Claude Batch API Tutorial: Process Thousands of Requests at 50% Cost

If you're running Claude at scale — classifying thousands of support tickets, enriching product catalogs, or generating summaries for a data pipeline — you've probably felt the pinch of API costs and rate limits. Sending requests one at a time isn't just expensive; it's slow.

That's exactly what the Claude Message Batches API was built for. It lets you submit up to 10,000 requests in a single batch, process them asynchronously, and pay 50% less than standard API pricing. No polling loops, no rate-limit juggling.

This tutorial walks you through everything: how batches work, when to use them, and production-ready code in Python and JavaScript.

What Is the Claude Message Batches API?

The Message Batches API is Anthropic's asynchronous processing endpoint. Instead of making thousands of individual POST /v1/messages calls, you:

Bundle up to 10,000 requests into a single batch payload

Submit the batch — Anthropic queues it and processes it within 24 hours (usually much faster)

Poll for completion or receive a webhook

Download the results as a JSONL file

The trade-off is latency: you won't get a result in milliseconds. But if you're running nightly ETL pipelines, weekly content enrichment jobs, or offline document processing, that trade-off is irrelevant — and the 50% cost reduction is very relevant.
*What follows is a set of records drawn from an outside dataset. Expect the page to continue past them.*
//! Lander game library
//!
//! A fuel-limited 2D landing game: thrust and a cooldown-gated burst steer a
//! rigid body onto a landing pad, scored by approach angle and speed.

pub mod config;
pub mod constants;
pub mod error;
pub mod lander;
pub mod level;
pub mod session;
pub mod visuals;
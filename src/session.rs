//! Session bookkeeping: score, flight timer, level number and restarts.
//!
//! ## Systems
//!
//! | System | Schedule | Job |
//! |--------|----------|-----|
//! | [`session_event_system`] | `Update` | fold `LanderEvent`s into [`Session`] |
//! | [`session_timer_system`] | `Update` | advance the flight timer while it runs |
//! | [`session_keyboard_system`] | `Update` | **R** → retry, **Enter** → next level |
//! | [`session_restart_system`] | `Update` | apply [`SessionRequest`]s to the lander and level |

use crate::config::LanderConfig;
use crate::lander::{
    FlightController, Lander, LanderEvent, LanderState, LandingType, PreStepVelocity,
};
use crate::level::{rebuild_level, LevelEntity};
use crate::visuals::{BurstFlame, ThrusterVisuals};
use bevy::prelude::*;
use bevy_rapier2d::prelude::*;

/// Running totals for the current attempt.
#[derive(Resource, Debug, Clone, PartialEq)]
pub struct Session {
    pub score: i32,
    /// Seconds spent in `Normal` flight.
    pub time: f32,
    pub timer_active: bool,
    pub level_number: u32,
    /// Type of the last touchdown, if any, since the last restart.
    pub last_landing: Option<LandingType>,
}

impl Default for Session {
    fn default() -> Self {
        Self {
            score: 0,
            time: 0.0,
            timer_active: false,
            level_number: 1,
            last_landing: None,
        }
    }
}

impl Session {
    /// Apply one lander event.  `coin_score` is the bonus per coin.
    pub fn apply(&mut self, event: &LanderEvent, coin_score: i32) {
        match event {
            LanderEvent::Landed(outcome) => {
                self.last_landing = Some(outcome.landing_type);
                self.add_score(outcome.score);
            }
            LanderEvent::CoinPickup => self.add_score(coin_score),
            LanderEvent::StateChanged { state } => {
                self.timer_active = *state == LanderState::Normal;
            }
            _ => {}
        }
    }

    pub fn add_score(&mut self, amount: i32) {
        self.score += amount;
        info!("Score: {}", self.score);
    }

    pub fn advance_timer(&mut self, elapsed: f32) {
        if self.timer_active {
            self.time += elapsed;
        }
    }

    /// Clear score and timer, moving to the next level if asked.
    pub fn restart(&mut self, request: SessionRequest) {
        self.score = 0;
        self.time = 0.0;
        self.timer_active = false;
        self.last_landing = None;
        if request == SessionRequest::NextLevel {
            self.level_number += 1;
        }
    }

    /// True once the lander has come down on a pad in one piece.
    pub fn landed_successfully(&self) -> bool {
        self.last_landing == Some(LandingType::Success)
    }
}

/// Restart request from the player or a UI layer.
#[derive(Message, Debug, Clone, Copy, PartialEq, Eq)]
pub enum SessionRequest {
    Retry,
    NextLevel,
}

pub struct SessionPlugin;

impl Plugin for SessionPlugin {
    fn build(&self, app: &mut App) {
        app.init_resource::<Session>()
            .add_message::<SessionRequest>()
            .add_systems(
                Update,
                (
                    session_event_system,
                    session_timer_system,
                    session_keyboard_system,
                    session_restart_system,
                )
                    .chain(),
            );
    }
}

// ── Systems ───────────────────────────────────────────────────────────────────

pub fn session_event_system(
    mut events: MessageReader<LanderEvent>,
    mut session: ResMut<Session>,
    config: Res<LanderConfig>,
) {
    for event in events.read() {
        session.apply(event, config.coin_score);
    }
}

pub fn session_timer_system(time: Res<Time>, mut session: ResMut<Session>) {
    session.advance_timer(time.delta_secs());
}

/// **R** retries at any time; **Enter** moves on after a successful landing.
pub fn session_keyboard_system(
    keys: Res<ButtonInput<KeyCode>>,
    session: Res<Session>,
    mut requests: MessageWriter<SessionRequest>,
) {
    if keys.just_pressed(KeyCode::KeyR) {
        requests.write(SessionRequest::Retry);
    } else if keys.just_pressed(KeyCode::Enter) && session.landed_successfully() {
        requests.write(SessionRequest::NextLevel);
    }
}

/// Put the lander back on its spawn point and rebuild the level.
///
/// Only the last request of a frame is applied.
#[allow(clippy::type_complexity)]
pub fn session_restart_system(
    mut commands: Commands,
    mut requests: MessageReader<SessionRequest>,
    mut session: ResMut<Session>,
    config: Res<LanderConfig>,
    mut q_lander: Query<
        (
            Entity,
            &mut FlightController,
            &mut Transform,
            &mut Velocity,
            &mut ExternalForce,
            &mut ExternalImpulse,
            &mut GravityScale,
            &mut PreStepVelocity,
            &mut Visibility,
            Option<&mut ThrusterVisuals>,
            Option<&mut BurstFlame>,
        ),
        With<Lander>,
    >,
    q_level: Query<Entity, With<LevelEntity>>,
) {
    let Some(request) = requests.read().last().copied() else {
        return;
    };

    session.restart(request);
    info!("{request:?}: level {}", session.level_number);

    if let Ok((
        entity,
        mut controller,
        mut transform,
        mut velocity,
        mut force,
        mut impulse,
        mut gravity,
        mut pre_step,
        mut visibility,
        thrusters,
        flame,
    )) = q_lander.single_mut()
    {
        controller.reset();
        *transform = Transform::from_translation(config.spawn_position().extend(0.0));
        *velocity = Velocity::zero();
        *force = ExternalForce::default();
        *impulse = ExternalImpulse::default();
        gravity.0 = 0.0;
        pre_step.0 = Vec2::ZERO;
        *visibility = Visibility::Inherited;
        commands.entity(entity).remove::<RigidBodyDisabled>();
        if let Some(mut thrusters) = thrusters {
            *thrusters = ThrusterVisuals::default();
        }
        if let Some(mut flame) = flame {
            flame.reset();
        }
    }

    rebuild_level(&mut commands, &config, q_level.iter());
}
Batch API vs. Synchronous API — At a Glance

Feature	Synchronous API	Batch API
Response time	Milliseconds	Up to 24 hours
Cost	Standard pricing	50% discount
Max requests per call	1	10,000
Use case	Real-time features	Offline / bulk jobs
Rate limit pressure	High	None during processing
Models supported	All Claude models	All Claude models

When to Use the Batch API

The Batch API is ideal when:

You don't need results immediately — nightly jobs, weekly reports, async enrichment
Volume is high — more than ~100 requests per run
Costs matter — 50% savings adds up fast at scale
Rate limits are a bottleneck — batches bypass standard rate limits

Common use cases:

Document classification — categorize 50,000 support tickets by topic
Bulk summarization — generate summaries for every article in a CMS
Data enrichment — extract structured fields from unstructured text at scale
Content generation — produce product descriptions for an entire catalog
Sentiment analysis — score thousands of customer reviews

If you need sub-second responses (chatbots, code completion, real-time Q&A), stick with the synchronous API.

Setting Up: Prerequisites

You'll need:

An Anthropic API key (get one at console.anthropic.com)
Python 3.8+ or Node.js 18+
The Anthropic SDK

bash# Python
pip install anthropic

# JavaScript / Node.js
npm install @anthropic-ai/sdk

Set your API key as an environment variable:

bashexport ANTHROPIC_API_KEY="sk-ant-..."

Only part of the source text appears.